▸ PROBLEM:
Output, without alteration, the first line of the entries and each line after it, stopping with the line that contains "let period_ms = (60_000".

▸ LISTED RECORDS:
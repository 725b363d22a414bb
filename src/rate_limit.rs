//! Per-IP rate limiting for the authenticated API.
//!
//! Webhook ingress is not limited. Configure with `RATE_LIMIT_API_RPM` (`0` disables).

use std::sync::Arc;
use std::time::Duration;

use tower_governor::GovernorLayer;
use tower_governor::governor::GovernorConfigBuilder;

pub type RateLimitLayer = GovernorLayer<
    tower_governor::key_extractor::PeerIpKeyExtractor,
    governor::middleware::NoOpMiddleware<governor::clock::QuantaInstant>,
    axum::body::Body,
>;

/// Layer allowing `requests_per_minute` per client IP, refilled evenly over the minute.
/// Returns `None` when the limit is zero.
pub fn api_layer(requests_per_minute: u32) -> Option<RateLimitLayer> {
    if requests_per_minute == 0 {
        return None;
    }

    let period_ms = (60_000 / u64::from(requests_per_minute)).max(1);
    let config = GovernorConfigBuilder::default()
        .period(Duration::from_millis(period_ms))
        .burst_size(requests_per_minute)
        .finish()?;

    Some(GovernorLayer::new(Arc::new(config)))
}
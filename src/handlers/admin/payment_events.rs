use axum::{
    extract::{Extension, State},
    http::HeaderMap,
};
use serde::{Deserialize, Serialize};

use crate::db::{AppState, queries};
use crate::error::{OptionExt, Result, msg};
use crate::extractors::{Json, Path, Query};
use crate::middleware::Principal;
use crate::models::{AdmissionStatus, AuditAction, PaymentEventRecord, ProviderEvent};
use crate::pagination::{Paginated, PaginationQuery};
use crate::pipeline::{self, ProcessOutcome};
use crate::util::AuditLogBuilder;

#[derive(Debug, Deserialize)]
pub struct PaymentEventQuery {
    #[serde(flatten)]
    pub pagination: PaginationQuery,
    pub status: Option<AdmissionStatus>,
}

#[derive(Debug, Serialize)]
pub struct PaymentEventDetail {
    #[serde(flatten)]
    pub record: PaymentEventRecord,
    /// The canonical event as admitted. `None` if the stored copy no longer parses.
    pub event: Option<ProviderEvent>,
}

/// Lists admissions, newest first. `?status=pending` shows in-flight and
/// stalled reservations, `?status=failed` the ones waiting for an operator.
pub async fn list_payment_events(
    State(state): State<AppState>,
    Query(query): Query<PaymentEventQuery>,
) -> Result<Json<Paginated<PaymentEventRecord>>> {
    let conn = state.db.get()?;
    let (events, total) = queries::list_payment_events_paginated(
        &conn,
        query.status,
        query.pagination.limit(),
        query.pagination.offset(),
    )?;
    Ok(Json(Paginated::from_query(events, total, &query.pagination)))
}

pub async fn get_payment_event(
    State(state): State<AppState>,
    Path(event_id): Path<String>,
) -> Result<Json<PaymentEventDetail>> {
    let conn = state.db.get()?;
    let record = queries::get_payment_event(&conn, &event_id)?.or_not_found(msg::NOT_FOUND)?;
    let event = record
        .event()
        .inspect_err(|e| tracing::warn!("Stored payload of {} does not parse: {}", event_id, e))
        .ok();
    Ok(Json(PaymentEventDetail { record, event }))
}

pub async fn redrive_payment_event(
    State(state): State<AppState>,
    Extension(principal): Extension<Principal>,
    headers: HeaderMap,
    Path(event_id): Path<String>,
) -> Result<Json<ProcessOutcome>> {
    let mut conn = state.db.get()?;
    let audit_conn = state.audit.get()?;

    let outcome = pipeline::redrive_failed(&mut conn, &event_id, &state.ledger, queries::now())?;

    AuditLogBuilder::new(&audit_conn, state.audit_log_enabled, &headers)
        .actor(principal.actor_type(), Some(&principal.user.id))
        .action(AuditAction::RedriveEvent)
        .resource("payment_event", &event_id)
        .details(&serde_json::json!({
            "transaction_id": outcome.transaction_id(),
            "entitlement_status": outcome.entitlement_status().map(|s| s.as_ref().to_string()),
        }))
        .save()?;

    Ok(Json(outcome))
}
//! Creator-facing endpoints: revenue, balance, payouts and media processing.
//! Admins may call all of them on behalf of any creator.

mod payouts;
mod processing;
mod revenue;

pub use payouts::*;
pub use processing::*;
pub use revenue::*;

use axum::{
    Router, middleware,
    routing::{get, post},
};

use crate::db::AppState;
use crate::middleware::api_key_auth;

pub fn router(state: AppState) -> Router<AppState> {
    Router::new()
        .route("/creators/{creator_id}/revenue-summary", get(get_revenue_summary))
        .route("/creators/{creator_id}/balance", get(get_balance))
        .route(
            "/creators/{creator_id}/payouts",
            post(create_payout).get(list_payouts),
        )
        .route(
            "/creators/{creator_id}/payouts/{payout_id}",
            get(get_payout).delete(withdraw_payout),
        )
        .route(
            "/catalog/{item_id}/processing",
            post(start_processing).get(list_processing_jobs),
        )
        .route("/catalog/{item_id}/processing/{job_id}", get(get_processing_job))
        .layer(middleware::from_fn_with_state(state, api_key_auth))
}
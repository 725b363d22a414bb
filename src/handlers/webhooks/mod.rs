pub mod common;
pub mod domestic;
pub mod global;
pub mod unified;

pub use domestic::handle_domestic_webhook;
pub use global::handle_global_webhook;
pub use unified::handle_payment_confirmation;

use axum::{Router, routing::post};

use crate::db::AppState;

pub fn router() -> Router<AppState> {
    Router::new()
        .route("/webhooks/paypal", post(handle_global_webhook))
        .route("/webhooks/portone", post(handle_domestic_webhook))
        .route("/webhooks/payment-confirmation", post(handle_payment_confirmation))
}
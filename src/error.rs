use axum::{
    extract::rejection::{JsonRejection, PathRejection, QueryRejection},
    http::StatusCode,
    response::{IntoResponse, Response},
    Json,
};
use serde::Serialize;
use thiserror::Error;

/// Error messages shared between handlers so clients see stable strings.
pub mod msg {
    pub const NOT_FOUND: &str = "Resource not found";
    pub const ACCESS_DENIED: &str = "Access denied";
    pub const USER_NOT_FOUND: &str = "User not found";
    pub const ITEM_NOT_FOUND: &str = "Catalog item not found";
    pub const PAYOUT_NOT_FOUND: &str = "Payout request not found";
    pub const TRANSACTION_NOT_FOUND: &str = "Transaction not found";
    pub const JOB_NOT_FOUND: &str = "Processing job not found";
    pub const MISSING_SIGNATURE: &str = "Missing signature header";
    pub const UNKNOWN_SUBJECT: &str = "Unknown plan or item";
    pub const UNKNOWN_USER: &str = "Unknown user";
    pub const INVALID_PERIOD: &str = "Period start must not be after end";
    pub const INVALID_CURRENCY: &str = "Currency must be a three-letter code";
}

#[derive(Error, Debug)]
pub enum AppError {
    #[error("Not found: {0}")]
    NotFound(String),

    #[error("Bad request: {0}")]
    BadRequest(String),

    #[error("Unauthorized")]
    Unauthorized,

    #[error("Forbidden: {0}")]
    Forbidden(String),

    #[error("Conflict: {0}")]
    Conflict(String),

    #[error("Unprocessable: {0}")]
    Unprocessable(String),

    #[error("Upstream error: {0}")]
    Upstream(String),

    #[error("Database error: {0}")]
    Database(#[from] rusqlite::Error),

    #[error("Pool error: {0}")]
    Pool(#[from] r2d2::Error),

    #[error("JSON error: {0}")]
    Json(#[from] serde_json::Error),

    #[error("Internal error: {0}")]
    Internal(String),
}

#[derive(Serialize)]
struct ErrorResponse {
    error: String,
    #[serde(skip_serializing_if = "Option::is_none")]
    details: Option<String>,
}

impl From<StatusCode> for AppError {
    fn from(code: StatusCode) -> Self {
        match code {
            StatusCode::UNAUTHORIZED => AppError::Unauthorized,
            StatusCode::FORBIDDEN => AppError::Forbidden(msg::ACCESS_DENIED.into()),
            StatusCode::NOT_FOUND => AppError::NotFound(msg::NOT_FOUND.into()),
            _ => AppError::Internal(format!("Status: {}", code)),
        }
    }
}

impl From<JsonRejection> for AppError {
    fn from(rejection: JsonRejection) -> Self {
        AppError::BadRequest(rejection.body_text())
    }
}

impl From<QueryRejection> for AppError {
    fn from(rejection: QueryRejection) -> Self {
        AppError::BadRequest(rejection.body_text())
    }
}

impl From<PathRejection> for AppError {
    fn from(rejection: PathRejection) -> Self {
        AppError::BadRequest(rejection.body_text())
    }
}

impl IntoResponse for AppError {
    fn into_response(self) -> Response {
        let (status, error, details) = match &self {
            AppError::NotFound(msg) => (StatusCode::NOT_FOUND, "Not found", Some(msg.clone())),
            AppError::BadRequest(msg) => (StatusCode::BAD_REQUEST, "Bad request", Some(msg.clone())),
            AppError::Unauthorized => (StatusCode::UNAUTHORIZED, "Unauthorized", None),
            AppError::Forbidden(msg) => (StatusCode::FORBIDDEN, "Forbidden", Some(msg.clone())),
            AppError::Conflict(msg) => (StatusCode::CONFLICT, "Conflict", Some(msg.clone())),
            AppError::Unprocessable(msg) => (
                StatusCode::UNPROCESSABLE_ENTITY,
                "Unprocessable entity",
                Some(msg.clone()),
            ),
            AppError::Upstream(msg) => {
                tracing::warn!("Upstream error: {}", msg);
                (StatusCode::BAD_GATEWAY, "Upstream service error", Some(msg.clone()))
            }
            AppError::Database(e) => {
                tracing::error!("Database error: {}", e);
                (StatusCode::INTERNAL_SERVER_ERROR, "Internal server error", None)
            }
            AppError::Pool(e) => {
                tracing::error!("Pool error: {}", e);
                (StatusCode::INTERNAL_SERVER_ERROR, "Internal server error", None)
            }
            AppError::Json(e) => {
                tracing::error!("JSON error: {}", e);
                (StatusCode::BAD_REQUEST, "Invalid JSON", Some(e.to_string()))
            }
            AppError::Internal(msg) => {
                tracing::error!("Internal error: {}", msg);
                (StatusCode::INTERNAL_SERVER_ERROR, "Internal server error", None)
            }
        };

        let body = ErrorResponse {
            error: error.to_string(),
            details,
        };

        (status, Json(body)).into_response()
    }
}

pub type Result<T> = std::result::Result<T, AppError>;

/// Converts `Option<T>` lookups into `NotFound` errors.
pub trait OptionExt<T> {
    fn or_not_found(self, message: &str) -> Result<T>;
}

impl<T> OptionExt<T> for Option<T> {
    fn or_not_found(self, message: &str) -> Result<T> {
        self.ok_or_else(|| AppError::NotFound(message.to_string()))
    }
}
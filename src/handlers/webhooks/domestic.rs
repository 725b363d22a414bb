use axum::{body::Bytes, extract::State, http::HeaderMap};

use super::common::{WebhookProvider, handle_webhook, required_header};
use crate::db::AppState;
use crate::error::Result;
use crate::extractors::Json;
use crate::models::NormalizedEvent;
use crate::payments::{AdapterError, PaymentProvider, verify_standard_signature};
use crate::pipeline::ProcessOutcome;

pub const ID_HEADER: &str = "webhook-id";
pub const TIMESTAMP_HEADER: &str = "webhook-timestamp";
pub const SIGNATURE_HEADER: &str = "webhook-signature";

/// PortOne delivers Standard Webhooks: id, timestamp and signature travel in
/// separate headers.
pub struct DomesticWebhookProvider;

impl WebhookProvider for DomesticWebhookProvider {
    fn provider_name(&self) -> &'static str {
        PaymentProvider::Domestic.as_str()
    }

    fn secret(&self, state: &AppState, _body: &Bytes) -> Option<String> {
        state.webhook_secrets.portone.clone()
    }

    fn verify_signature(&self, secret: &str, headers: &HeaderMap, body: &Bytes, now: i64) -> Result<bool> {
        let message_id = required_header(headers, ID_HEADER)?;
        let timestamp = required_header(headers, TIMESTAMP_HEADER)?;
        let signature = required_header(headers, SIGNATURE_HEADER)?;
        Ok(verify_standard_signature(secret, message_id, timestamp, body, signature, now))
    }

    fn normalize(&self, body: &Bytes) -> std::result::Result<NormalizedEvent, AdapterError> {
        PaymentProvider::Domestic.normalize(body)
    }
}

pub async fn handle_domestic_webhook(
    State(state): State<AppState>,
    headers: HeaderMap,
    body: Bytes,
) -> Result<Json<ProcessOutcome>> {
    handle_webhook(&DomesticWebhookProvider, &state, headers, body).await
}
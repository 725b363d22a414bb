//! Reelpay - payment reconciliation and revenue ledger for a video
//! subscription service.
//!
//! Provider webhooks are normalized into canonical payment events, admitted
//! exactly once, applied to the subscription/purchase state machine and settled
//! into an append-only revenue ledger that creator payouts draw from.

pub mod access;
pub mod collaborators;
pub mod config;
pub mod db;
pub mod entitlements;
pub mod error;
pub mod extractors;
pub mod handlers;
pub mod id;
pub mod idempotency;
pub mod ledger;
pub mod media;
pub mod middleware;
pub mod models;
pub mod pagination;
pub mod payments;
pub mod payouts;
pub mod pipeline;
pub mod rate_limit;
pub mod repair;
pub mod util;
use reqwest::Client;
use serde::Serialize;

use super::{CollaboratorError, HostedVideo, VideoHost, async_trait, check_status, invalid, transport};
use crate::util::{RETRY_DELAYS_MS, retry_with_backoff};

const SERVICE: &str = "video host";

#[derive(Serialize)]
struct UploadRequest<'a> {
    source_url: &'a str,
    title: &'a str,
}

/// Video hosting API: `POST /videos` pulls the asset from `source_url`.
pub struct HttpVideoHost {
    client: Client,
    base_url: String,
    token: Option<String>,
}

impl HttpVideoHost {
    pub fn new(client: Client, base_url: &str, token: Option<String>) -> Self {
        Self {
            client,
            base_url: base_url.trim_end_matches('/').to_string(),
            token,
        }
    }
}

#[async_trait]
impl VideoHost for HttpVideoHost {
    async fn upload(&self, asset_ref: &str, title: &str) -> Result<HostedVideo, CollaboratorError> {
        let url = format!("{}/videos", self.base_url);
        let body = UploadRequest {
            source_url: asset_ref,
            title,
        };
        let (url, body) = (&url, &body);

        let response = retry_with_backoff(
            "video upload",
            RETRY_DELAYS_MS,
            |e: &CollaboratorError| matches!(e, CollaboratorError::Transport { .. }),
            move || async move {
                let mut request = self.client.post(url).json(body);
                if let Some(token) = &self.token {
                    request = request.bearer_auth(token);
                }
                let response = request.send().await.map_err(transport(SERVICE))?;
                check_status(SERVICE, response).await
            },
        )
        .await?;

        let video: HostedVideo = response.json().await.map_err(invalid(SERVICE))?;
        tracing::info!("Uploaded {} as hosted video {}", asset_ref, video.video_id);
        Ok(video)
    }
}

▸ RESULT BELOW:
repository 725b363d22a414bb
filename src/rate_limit.rs
//! Per-IP rate limiting for the authenticated API.
//!
//! Webhook ingress is not limited. Configure with `RATE_LIMIT_API_RPM` (`0` disables).

use std::sync::Arc;
use std::time::Duration;

use tower_governor::GovernorLayer;
use tower_governor::governor::GovernorConfigBuilder;

pub type RateLimitLayer = GovernorLayer<
    tower_governor::key_extractor::PeerIpKeyExtractor,
    governor::middleware::NoOpMiddleware<governor::clock::QuantaInstant>,
    axum::body::Body,
>;

/// Layer allowing `requests_per_minute` per client IP, refilled evenly over the minute.
/// Returns `None` when the limit is zero.
pub fn api_layer(requests_per_minute: u32) -> Option<RateLimitLayer> {
    if requests_per_minute == 0 {
        return None;
    }

    let period_ms = (60_000 / u64::from(requests_per_minute)).max(1);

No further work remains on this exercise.